Ah, você participa com palavras? Sua escrita - por hipótese - transforma a cara das coisas, há capítulos da História devidos à sua maneira de ajuntar substantivos, adjetivos, verbos? Mas foram os outros, crédulos, sugestionáveis, que fizeram o acontecimento. Isso de escrever O Capital é uma coisa, derrubar as estruturas, na raça, é outra. E nem sequer você escreveu O Capital. Não é todos os dias que se mete uma idéia na cabeça do próximo, por via gramatical. E a regra situa no mesmo saco escrever e abster-se. Vazio, antes e depois da operação.
Claro, você aprovou as valentes ações dos outros, sem se dar ao incômodo de praticá-las. Desaprovou as ações nefandas, e dispensou-se de corrigir-lhe os efeitos. Assim é fácil manter a consciência limpa. Eu queria ver sua consciência faiscando de limpeza é na ação, que costuma sujar os dedos e mais alguma coisa. Ao passo que, em sua protegida pessoa, eles apenas se tisnam quando é hora de mudar a fita no carretel.

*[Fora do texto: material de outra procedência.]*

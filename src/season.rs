//! Quarter codes and the fixed quarter-to-month table.

use std::fmt;
use std::str::FromStr;

use chrono::NaiveDate;

#[derive(Debug, Clone, Copy, PartialEq, Eq, PartialOrd, Ord, Hash)]
pub enum Season {
    Q1,
    Q2,
    Q3,
    Q4,
}

impl Season {
    pub fn code(self) -> &'static str {
        match self {
            Season::Q1 => "Q1",
            Season::Q2 => "Q2",
            Season::Q3 => "Q3",
            Season::Q4 => "Q4",
        }
    }

    /// Month the season's products launch in (1-based).
    pub fn launch_month(self) -> u32 {
        match self {
            Season::Q1 => 2,
            Season::Q2 => 5,
            Season::Q3 => 8,
            Season::Q4 => 11,
        }
    }

    /// `MM-01` suffix appended to the season year.
    pub fn month_day(self) -> &'static str {
        match self {
            Season::Q1 => "02-01",
            Season::Q2 => "05-01",
            Season::Q3 => "08-01",
            Season::Q4 => "11-01",
        }
    }

    pub fn start_date(self, year: i32) -> Option<NaiveDate> {
        NaiveDate::from_ymd_opt(year, self.launch_month(), 1)
    }
}

impl fmt::Display for Season {
    fn fmt(&self, f: &mut fmt::Formatter<'_>) -> fmt::Result {
        f.write_str(self.code())
    }
}

#[derive(Debug, Clone, PartialEq, Eq)]
pub struct UnknownSeason(pub String);

impl FromStr for Season {
    type Err = UnknownSeason;

    fn from_str(s: &str) -> Result<Self, Self::Err> {
        match s {
            "Q1" => Ok(Season::Q1),
            "Q2" => Ok(Season::Q2),
            "Q3" => Ok(Season::Q3),
            "Q4" => Ok(Season::Q4),
            other => Err(UnknownSeason(other.to_string())),
        }
    }
}

#[cfg(test)]
mod tests {
    use super::*;

    #[test]
    fn month_table() {
        let table: Vec<&str> = [Season::Q1, Season::Q2, Season::Q3, Season::Q4]
            .iter()
            .map(|s| s.month_day())
            .collect();
        assert_eq!(table, vec!["02-01", "05-01", "08-01", "11-01"]);
    }

    #[test]
    fn parse_codes() {
        assert_eq!("Q3".parse::<Season>(), Ok(Season::Q3));
        assert_eq!(
            "Q5".parse::<Season>(),
            Err(UnknownSeason("Q5".to_string()))
        );
        // codes are case-sensitive
        assert!("q1".parse::<Season>().is_err());
    }

    #[test]
    fn start_dates() {
        let d = Season::Q4.start_date(2023).unwrap();
        assert_eq!(d.to_string(), "2023-11-01");
        assert_eq!(
            Season::Q1.start_date(2024).unwrap().format("%m-%d").to_string(),
            Season::Q1.month_day()
        );
    }
}
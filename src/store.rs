use std::env;
use std::fs;
use std::path::{Path, PathBuf};

use serde_json::Value;
use tracing::debug;

use crate::error::{EnrichError, Result};

const DATA_FILE: &str = "data/dashboard/dim_sku.json";

/// First `data/dashboard/dim_sku.json` found above the executable or the
/// working directory, else the one in the crate's own project root.
pub fn default_path() -> PathBuf {
    let starts = [
        env::current_exe().ok().and_then(|exe| exe.parent().map(Path::to_path_buf)),
        env::current_dir().ok(),
    ];
    starts
        .iter()
        .flatten()
        .find_map(|start| find_data_file(start))
        .unwrap_or_else(|| Path::new(env!("CARGO_MANIFEST_DIR")).join(DATA_FILE))
}

/// Walks up from `start` until a directory holding the SKU file is found.
fn find_data_file(start: &Path) -> Option<PathBuf> {
    start
        .ancestors()
        .map(|dir| dir.join(DATA_FILE))
        .find(|candidate| candidate.is_file())
}

pub fn load(path: &Path) -> Result<Vec<Value>> {
    let raw = fs::read_to_string(path).map_err(|source| EnrichError::Io {
        path: path.to_path_buf(),
        source,
    })?;
    let doc: Value = serde_json::from_str(&raw).map_err(|source| EnrichError::Parse {
        path: path.to_path_buf(),
        source,
    })?;
    match doc {
        Value::Array(records) => {
            debug!(path = %path.display(), records = records.len(), "loaded collection");
            Ok(records)
        }
        _ => Err(EnrichError::NotAnArray {
            path: path.to_path_buf(),
        }),
    }
}

/// Writes the collection next to `path` and renames it into place.
pub fn save(path: &Path, records: &[Value]) -> Result<()> {
    let io_err = |source: std::io::Error| EnrichError::Io {
        path: path.to_path_buf(),
        source,
    };
    let json = serde_json::to_string_pretty(records).map_err(|source| EnrichError::Parse {
        path: path.to_path_buf(),
        source,
    })?;
    let tmp = path.with_extension("json.tmp");
    fs::write(&tmp, json).map_err(io_err)?;
    if let Err(err) = fs::rename(&tmp, path) {
        let _ = fs::remove_file(&tmp);
        return Err(io_err(err));
    }
    debug!(path = %path.display(), records = records.len(), "saved collection");
    Ok(())
}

E então vem o tédio. De Senhor dos Assuntos, passar a espectador enfastiado de espetáculo. Tantos fatos simultâneos e entrechocantes, o absurdo promovido a regra de jogo, excesso de vibração, dificuldade em abranger a cena com o simples par de olhos e uma fatigada atenção. Tudo se repete na linha do imprevisto, pois ao imprevisto sucede outro, num mecanismo de monotonia... explosiva. Na hora ingrata de escrever, como optar entre as variedades de insólito? E que dizer, que não seja invalidado pelo acontecimento de logo mais, ou de agora mesmo? Que sentir ou ruminar, se não nos concedem tempo para isso entre dois acontecimentos que desabam como meteoritos sobre a mesa? Nem sequer você pode lamentar-se pela incomodidade profissional. Não é redator de boletim político, não é comentarista internacional, colunista especializado, não precisa esgotar os temas, ver mais longe do que o comum, manter-se afiado como a boa peixeira pernambucana. Você é o marginal ameno, sem responsabilidade na instrução ou orientação do público, não há razão para aborrecer-se com os fatos e a leve obrigação de confeitá-los ou temperá-los à sua maneira. Que é isso, rapaz. Entretanto, aí está você, casmurro e indisposto para a tarefa de encher o papel de sinaizinhos pretos. Concluiu que não há assunto, quer dizer: que não há para você, porque ao assunto deve corresponder certo número de sinaizinhos, e você não sabe ir além disso, não corta de verdade a barriga da vida, não revolve os intestinos da vida, fica em sua cadeira, assuntando, assuntando...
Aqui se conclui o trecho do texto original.